■ Work item ■
Your response must be made up of each line in the data below that contains the string "winit".

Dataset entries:
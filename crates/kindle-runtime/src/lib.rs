//! Kindle Runtime - Frame timing
//!
//! - `Stopwatch` - millisecond timer with pause/resume
//! - `TimeSource` - where milliseconds come from (`MonotonicClock`, `ManualClock`)

mod stopwatch;

pub use stopwatch::{ManualClock, MonotonicClock, Stopwatch, TimeSource};
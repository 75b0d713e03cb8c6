//! Probe application implementing winit ApplicationHandler

use crate::probe::{Edge, Probe};
use kindle_input::DesktopBackend;
use kindle_runtime::MonotonicClock;
use std::time::{Duration, Instant};
use winit::application::ApplicationHandler;
use winit::dpi::PhysicalSize;
use winit::event::WindowEvent;
use winit::event_loop::{ActiveEventLoop, ControlFlow};
use winit::window::{Window, WindowId};

const FRAME: Duration = Duration::from_millis(16);

pub struct ProbeApp {
    probe: Probe<MonotonicClock>,
    backend: DesktopBackend,
    window: Option<Window>,
    title: String,
}

impl ProbeApp {
    pub fn new(probe: Probe<MonotonicClock>, backend: DesktopBackend, title: String) -> Self {
        Self {
            probe,
            backend,
            window: None,
            title,
        }
    }

    /// Close every gamepad and report how long the session ran
    pub fn finish(mut self) {
        let elapsed = self.probe.finish(&mut self.backend);
        log::info!("Session ended after {:.1} s", elapsed as f64 / 1000.0);
    }

    fn frame(&mut self, event_loop: &ActiveEventLoop) {
        for event in self.backend.poll_device_events() {
            self.probe.device_event(&mut self.backend, event);
        }

        for edge in self.probe.frame(&self.backend) {
            match edge.edge {
                Edge::Pressed => log::info!("[{:>8} ms] {} pressed", edge.at_ms, edge.action),
                Edge::Released => log::info!("[{:>8} ms] {} released", edge.at_ms, edge.action),
            }
        }

        if self.probe.quit_requested() {
            event_loop.exit();
        }
    }
}

impl ApplicationHandler for ProbeApp {
    fn resumed(&mut self, event_loop: &ActiveEventLoop) {
        if self.window.is_some() {
            return;
        }

        let attrs = Window::default_attributes()
            .with_title(self.title.clone())
            .with_inner_size(PhysicalSize::new(640, 360));
        match event_loop.create_window(attrs) {
            Ok(window) => self.window = Some(window),
            Err(e) => {
                log::error!("Failed to create window: {e}");
                event_loop.exit();
                return;
            }
        }

        if !self.backend.has_gamepad_support() {
            log::warn!("Running without gamepads");
        }
        let connected = self.probe.input().connected_gamepads().len();
        log::info!("Probe ready ({connected} gamepads open)");
    }

    fn window_event(
        &mut self,
        event_loop: &ActiveEventLoop,
        _window_id: WindowId,
        event: WindowEvent,
    ) {
        self.backend.process_window_event(&event);

        if let WindowEvent::CloseRequested = event {
            event_loop.exit();
        }
    }

    fn about_to_wait(&mut self, event_loop: &ActiveEventLoop) {
        self.frame(event_loop);
        event_loop.set_control_flow(ControlFlow::WaitUntil(Instant::now() + FRAME));
    }
}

■ Exercise output ■
//! Probe application implementing winit ApplicationHandler
use winit::application::ApplicationHandler;
use winit::dpi::PhysicalSize;
use winit::event::WindowEvent;
use winit::event_loop::{ActiveEventLoop, ControlFlow};
use winit::window::{Window, WindowId};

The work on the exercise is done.